_PROBLEM STATEMENT_:
The answer must consist of every line below that contains the word "border".
● ● ● ● ●
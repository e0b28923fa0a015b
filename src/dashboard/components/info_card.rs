//! Card container and read-only list card

use egui::{RichText, Rounding, Stroke};

use crate::dashboard::theme::{Palette, CARD_ROUNDING};

/// Frame shared by every dashboard card
pub fn card_frame(palette: &Palette) -> egui::Frame {
    egui::Frame::none()
        .fill(palette.card)
        .stroke(Stroke::new(1.0, palette.border))
        .rounding(Rounding::same(CARD_ROUNDING))
        .inner_margin(16.0)
}

/// A titled card with arbitrary content
pub fn show_card<R>(
    ui: &mut egui::Ui,
    palette: &Palette,
    icon: &str,
    title: &str,
    add_contents: impl FnOnce(&mut egui::Ui) -> R,
) -> egui::InnerResponse<R> {
    card_frame(palette).show(ui, |ui| {
        ui.set_width(ui.available_width());

        ui.horizontal(|ui| {
            ui.label(RichText::new(icon).size(16.0));
            ui.label(
                RichText::new(title)
                    .size(16.0)
                    .color(palette.text_primary)
                    .strong(),
            );
        });

        ui.add_space(8.0);
        add_contents(ui)
    })
}

/// A titled card showing one line per row, in order
pub fn render_list_card(
    ui: &mut egui::Ui,
    palette: &Palette,
    icon: &str,
    title: &str,
    rows: &[String],
) -> egui::Response {
    show_card(ui, palette, icon, title, |ui| {
        for row in rows {
            ui.label(RichText::new(row).size(14.0).color(palette.text_primary));
        }
    })
    .response
}
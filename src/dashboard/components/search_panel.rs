//! Advanced search & filters panel
//!
//! The input accepts text and the filter buttons accept clicks, but neither
//! filters anything.

use crate::dashboard::components::{pill_button, show_card, ButtonVariant};
use crate::dashboard::state::{DashboardAction, DashboardState, InertControl};
use crate::dashboard::theme::Palette;

const SEARCH_HINT: &str = "Search by genre, rating, platform...";

pub fn render_search_panel(
    ui: &mut egui::Ui,
    palette: &Palette,
    filters: &[&'static str],
    state: &mut DashboardState,
) {
    show_card(ui, palette, "🔍", "Advanced Search & Filters", |ui| {
        ui.add(
            egui::TextEdit::singleline(&mut state.search.advanced)
                .hint_text(SEARCH_HINT)
                .desired_width(f32::INFINITY),
        );

        ui.add_space(8.0);

        ui.horizontal_wrapped(|ui| {
            for &filter in filters {
                if ui.add(pill_button(filter, ButtonVariant::Secondary, palette)).clicked() {
                    state.emit(DashboardAction::Inert(InertControl::Filter(filter)));
                }
            }
        });
    });
}
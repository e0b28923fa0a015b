//! Button variants used across the dashboard

use egui::{Color32, RichText, Rounding, Stroke};

use crate::dashboard::theme::{Palette, CARD_ROUNDING};

/// Visual weight of a button
#[derive(Debug, Clone, Copy, PartialEq, Eq)]
pub enum ButtonVariant {
    /// Filled with the accent color
    Primary,
    /// Subtle filled background
    Secondary,
    /// No background until hovered
    Ghost,
}

/// Build a rounded button in the given variant
pub fn pill_button(label: &str, variant: ButtonVariant, palette: &Palette) -> egui::Button<'static> {
    let (text_color, fill, stroke) = match variant {
        ButtonVariant::Primary => (Color32::WHITE, palette.primary, Stroke::NONE),
        ButtonVariant::Secondary => (
            palette.text_primary,
            palette.secondary,
            Stroke::new(1.0, palette.border),
        ),
        ButtonVariant::Ghost => (palette.text_primary, Color32::TRANSPARENT, Stroke::NONE),
    };

    egui::Button::new(RichText::new(label.to_owned()).color(text_color))
        .fill(fill)
        .stroke(stroke)
        .rounding(Rounding::same(CARD_ROUNDING))
        .min_size(egui::vec2(0.0, 32.0))
}
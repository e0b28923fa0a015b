//! Dashboard view state management

use std::fmt;
use tracing::{debug, info};

/// Color scheme of the whole dashboard
#[derive(Debug, Clone, Copy, PartialEq, Eq, Default)]
pub enum Theme {
    #[default]
    Light,
    Dark,
}

impl Theme {
    /// The other theme
    pub fn toggled(self) -> Self {
        match self {
            Theme::Light => Theme::Dark,
            Theme::Dark => Theme::Light,
        }
    }

    pub fn toggle(&mut self) {
        *self = self.toggled();
    }

    pub fn name(&self) -> &'static str {
        match self {
            Theme::Light => "light",
            Theme::Dark => "dark",
        }
    }

    pub fn is_dark(&self) -> bool {
        matches!(self, Theme::Dark)
    }
}

impl fmt::Display for Theme {
    fn fmt(&self, f: &mut fmt::Formatter<'_>) -> fmt::Result {
        f.write_str(self.name())
    }
}

/// Responsive layout, picked from the available width each frame
#[derive(Debug, Clone, Copy, PartialEq, Eq)]
pub enum LayoutMode {
    /// Top bar only; side columns and game grid hidden
    Compact,
    /// Sidebar, main column and widget column
    Wide,
}

impl LayoutMode {
    pub fn for_width(width: f32, breakpoint: f32) -> Self {
        if width < breakpoint {
            LayoutMode::Compact
        } else {
            LayoutMode::Wide
        }
    }
}

/// Visible controls that have no effect
#[derive(Debug, Clone, Copy, PartialEq, Eq)]
pub enum InertControl {
    Nav(&'static str),
    QuickAction(&'static str),
    Filter(&'static str),
    LogIn,
    MobileHome,
}

/// Something the user did during a frame
#[derive(Debug, Clone, Copy, PartialEq, Eq)]
pub enum DashboardAction {
    ToggleTheme,
    Inert(InertControl),
}

/// Text typed into the search inputs. Never read back.
#[derive(Debug, Default)]
pub struct SearchInputs {
    pub mobile: String,
    pub quick: String,
    pub advanced: String,
}

/// Overall dashboard state
#[derive(Debug, Default)]
pub struct DashboardState {
    /// Current theme; the only application state that changes
    pub theme: Theme,
    /// Search input buffers
    pub search: SearchInputs,
    /// Actions emitted while rendering the current frame
    pending: Vec<DashboardAction>,
}

impl DashboardState {
    pub fn theme(&self) -> Theme {
        self.theme
    }

    /// Queue an action to be applied after the frame is drawn
    pub fn emit(&mut self, action: DashboardAction) {
        self.pending.push(action);
    }

    /// Apply every queued action in emission order; returns what was applied
    pub fn process_actions(&mut self) -> Vec<DashboardAction> {
        let pending = std::mem::take(&mut self.pending);
        for &action in &pending {
            self.handle(action);
        }
        pending
    }

    /// Drop queued actions without applying them
    pub fn discard_actions(&mut self) {
        self.pending.clear();
    }

    pub fn handle(&mut self, action: DashboardAction) {
        match action {
            DashboardAction::ToggleTheme => {
                self.theme.toggle();
                info!("Theme switched to {}", self.theme);
            }
            DashboardAction::Inert(control) => {
                debug!("Inert control pressed: {:?}", control);
            }
        }
    }
}

/// Duration of the game card entrance animation, in seconds
pub const CARD_ENTRANCE_SECS: f64 = 0.3;

/// Vertical distance game cards travel while entering
pub const CARD_ENTRANCE_OFFSET: f32 = 12.0;

/// Entrance animation progress in `[0, 1]` after `elapsed` seconds
pub fn entrance_progress(elapsed: f64) -> f32 {
    if elapsed <= 0.0 {
        0.0
    } else {
        (elapsed / CARD_ENTRANCE_SECS).min(1.0) as f32
    }
}

#[cfg(test)]
mod tests {
    use super::*;
    use crate::dashboard::data::{NAV_LINKS, QUICK_ACTIONS, SEARCH_FILTERS};

    fn all_inert_actions() -> Vec<DashboardAction> {
        let mut actions: Vec<_> = NAV_LINKS
            .iter()
            .map(|link| DashboardAction::Inert(InertControl::Nav(link.label)))
            .collect();
        actions.extend(
            QUICK_ACTIONS
                .iter()
                .map(|&label| DashboardAction::Inert(InertControl::QuickAction(label))),
        );
        actions.extend(
            SEARCH_FILTERS
                .iter()
                .map(|&label| DashboardAction::Inert(InertControl::Filter(label))),
        );
        actions.push(DashboardAction::Inert(InertControl::LogIn));
        actions.push(DashboardAction::Inert(InertControl::MobileHome));
        actions
    }

    #[test]
    fn test_initial_theme_is_light() {
        let state = DashboardState::default();
        assert_eq!(state.theme(), Theme::Light);
        assert_eq!(state.theme().name(), "light");
    }

    #[test]
    fn test_toggle_is_involution() {
        let mut state = DashboardState::default();

        state.handle(DashboardAction::ToggleTheme);
        assert_eq!(state.theme(), Theme::Dark);

        state.handle(DashboardAction::ToggleTheme);
        assert_eq!(state.theme(), Theme::Light);
    }

    #[test]
    fn test_toggled_never_leaves_two_values() {
        let mut theme = Theme::default();
        for _ in 0..11 {
            theme.toggle();
            assert!(matches!(theme, Theme::Light | Theme::Dark));
        }
        // odd number of toggles from light
        assert_eq!(theme, Theme::Dark);
        assert_eq!(Theme::Dark.toggled().toggled(), Theme::Dark);
    }

    #[test]
    fn test_inert_controls_leave_theme_unchanged() {
        let mut state = DashboardState::default();
        for action in all_inert_actions() {
            state.handle(action);
            assert_eq!(state.theme(), Theme::Light);
        }

        state.handle(DashboardAction::ToggleTheme);
        for action in all_inert_actions() {
            state.handle(action);
            assert_eq!(state.theme(), Theme::Dark);
        }
    }

    #[test]
    fn test_queued_actions_apply_in_order() {
        let mut state = DashboardState::default();
        state.emit(DashboardAction::ToggleTheme);
        state.emit(DashboardAction::Inert(InertControl::LogIn));
        state.emit(DashboardAction::ToggleTheme);
        state.emit(DashboardAction::ToggleTheme);

        // nothing applies until processed
        assert_eq!(state.theme(), Theme::Light);

        let applied = state.process_actions();
        assert_eq!(applied.len(), 4);
        assert_eq!(applied[1], DashboardAction::Inert(InertControl::LogIn));
        assert_eq!(state.theme(), Theme::Dark);

        // queue is drained
        assert!(state.process_actions().is_empty());
        assert_eq!(state.theme(), Theme::Dark);
    }

    #[test]
    fn test_discarded_actions_are_not_applied() {
        let mut state = DashboardState::default();
        state.emit(DashboardAction::ToggleTheme);
        state.discard_actions();
        assert!(state.process_actions().is_empty());
        assert_eq!(state.theme(), Theme::Light);
    }

    #[test]
    fn test_typing_in_search_does_not_touch_theme() {
        let mut state = DashboardState::default();
        state.search.advanced.push_str("rpg");
        state.search.quick.push_str("arcade");
        state.process_actions();
        assert_eq!(state.theme(), Theme::Light);
    }

    #[test]
    fn test_layout_mode_breakpoint() {
        assert_eq!(LayoutMode::for_width(767.9, 768.0), LayoutMode::Compact);
        assert_eq!(LayoutMode::for_width(768.0, 768.0), LayoutMode::Wide);
        assert_eq!(LayoutMode::for_width(1400.0, 768.0), LayoutMode::Wide);
        assert_eq!(LayoutMode::for_width(0.0, 768.0), LayoutMode::Compact);
    }

    #[test]
    fn test_entrance_progress() {
        assert_eq!(entrance_progress(-1.0), 0.0);
        assert_eq!(entrance_progress(0.0), 0.0);
        assert!((entrance_progress(0.15) - 0.5).abs() < 0.001);
        assert_eq!(entrance_progress(CARD_ENTRANCE_SECS), 1.0);
        assert_eq!(entrance_progress(10.0), 1.0);

        let mut last = 0.0;
        for step in 0..40 {
            let p = entrance_progress(step as f64 * 0.01);
            assert!(p >= last);
            last = p;
        }
    }

    #[test]
    fn test_theme_display() {
        assert_eq!(Theme::Dark.to_string(), "dark");
        assert!(Theme::Dark.is_dark());
        assert!(!Theme::Light.is_dark());
    }
}
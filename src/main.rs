//! Woopen Gamers - static gaming platform dashboard
//!
//! Renders a navigation sidebar, game previews, a search panel and a column of
//! profile and community widgets. All content is built in; the only state
//! that changes is the light/dark theme.

mod config;
mod dashboard;
mod error;

use anyhow::{Context, Result};
use clap::Parser;
use std::path::{Path, PathBuf};
use tracing::{error, info, warn};
use tracing_subscriber::EnvFilter;

use crate::config::AppConfig;

/// Woopen Gamers dashboard
#[derive(Parser, Debug)]
#[command(name = "woopen-gamers")]
#[command(about = "A static gaming platform dashboard")]
struct Args {
    /// Load configuration from this file instead of the default location
    #[arg(short, long)]
    config: Option<PathBuf>,

    /// Override the configured log level (trace, debug, info, warn, error)
    #[arg(long)]
    log_level: Option<String>,

    /// Print the effective configuration as TOML and exit
    #[arg(long)]
    print_config: bool,

    /// Write the default configuration and exit; uses the --config path when
    /// given, otherwise the default location. Never overwrites a file.
    #[arg(long)]
    init_config: bool,
}

fn main() -> Result<()> {
    let args = Args::parse();
    if let Some(level) = &args.log_level {
        config::parse_level(level)?;
    }

    if args.init_config {
        init_logging(args.log_level.as_deref().unwrap_or("info"))?;
        init_config_file(args.config.as_deref())?;
        return Ok(());
    }

    let (mut config, fallback) = load_or_default_config(args.config.as_deref())?;
    if let Some(level) = &args.log_level {
        config.logging.level = level.clone();
    }

    init_logging(&config.logging.level)?;
    if let Some(reason) = fallback {
        warn!("Using default configuration: {}", reason);
    }

    if args.print_config {
        print!("{}", render_config(&config)?);
        return Ok(());
    }

    info!("Woopen Gamers starting...");

    if let Err(e) = dashboard::run_dashboard(&config) {
        error!("Dashboard error: {}", e);
    }

    info!("Woopen Gamers shutdown complete");

    Ok(())
}

/// Install the tracing subscriber on stderr. `RUST_LOG` wins over `level`.
fn init_logging(level: &str) -> Result<()> {
    let filter = match EnvFilter::try_from_default_env() {
        Ok(filter) => filter,
        Err(_) => EnvFilter::new(level.trim().to_ascii_lowercase()),
    };

    tracing_subscriber::fmt()
        .with_env_filter(filter)
        .with_writer(std::io::stderr)
        .try_init()
        .map_err(|e| anyhow::anyhow!("failed to install logger: {}", e))?;

    Ok(())
}

/// Effective configuration as printed by `--print-config`
fn render_config(config: &AppConfig) -> Result<String> {
    Ok(toml::to_string_pretty(config)?)
}

/// Load configuration from an explicit path, the default location, or defaults.
///
/// An explicit path must load. A missing default file silently yields the
/// defaults; a broken one yields the defaults plus the reason, to be logged
/// once logging is up.
fn load_or_default_config(explicit: Option<&Path>) -> Result<(AppConfig, Option<String>)> {
    if let Some(path) = explicit {
        let config = config::load_config(path)
            .with_context(|| format!("loading configuration from {:?}", path))?;
        return Ok((config, None));
    }

    let path = match config::default_config_path() {
        Ok(path) => path,
        Err(e) => return Ok((AppConfig::default(), Some(e.to_string()))),
    };

    if !path.exists() {
        return Ok((AppConfig::default(), None));
    }

    match config::load_config(&path) {
        Ok(config) => Ok((config, None)),
        Err(e) => Ok((AppConfig::default(), Some(e.to_string()))),
    }
}

/// Write the default configuration to `target` (or the default location)
/// unless a file already exists there
fn init_config_file(target: Option<&Path>) -> Result<PathBuf> {
    let path = match target {
        Some(path) => path.to_path_buf(),
        None => config::default_config_path()?,
    };
    if path.exists() {
        info!("Configuration already exists at {:?}", path);
        return Ok(path);
    }

    if let Some(dir) = path.parent().filter(|dir| !dir.as_os_str().is_empty()) {
        std::fs::create_dir_all(dir)
            .with_context(|| format!("creating config directory {:?}", dir))?;
    }
    config::save_config(&AppConfig::default(), &path)?;
    info!("Wrote default configuration to {:?}", path);
    Ok(path)
}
● ● ● ● ●
_EXERCISE RESPONSE_:
        .stroke(Stroke::new(1.0, palette.border))
            Stroke::new(1.0, palette.border),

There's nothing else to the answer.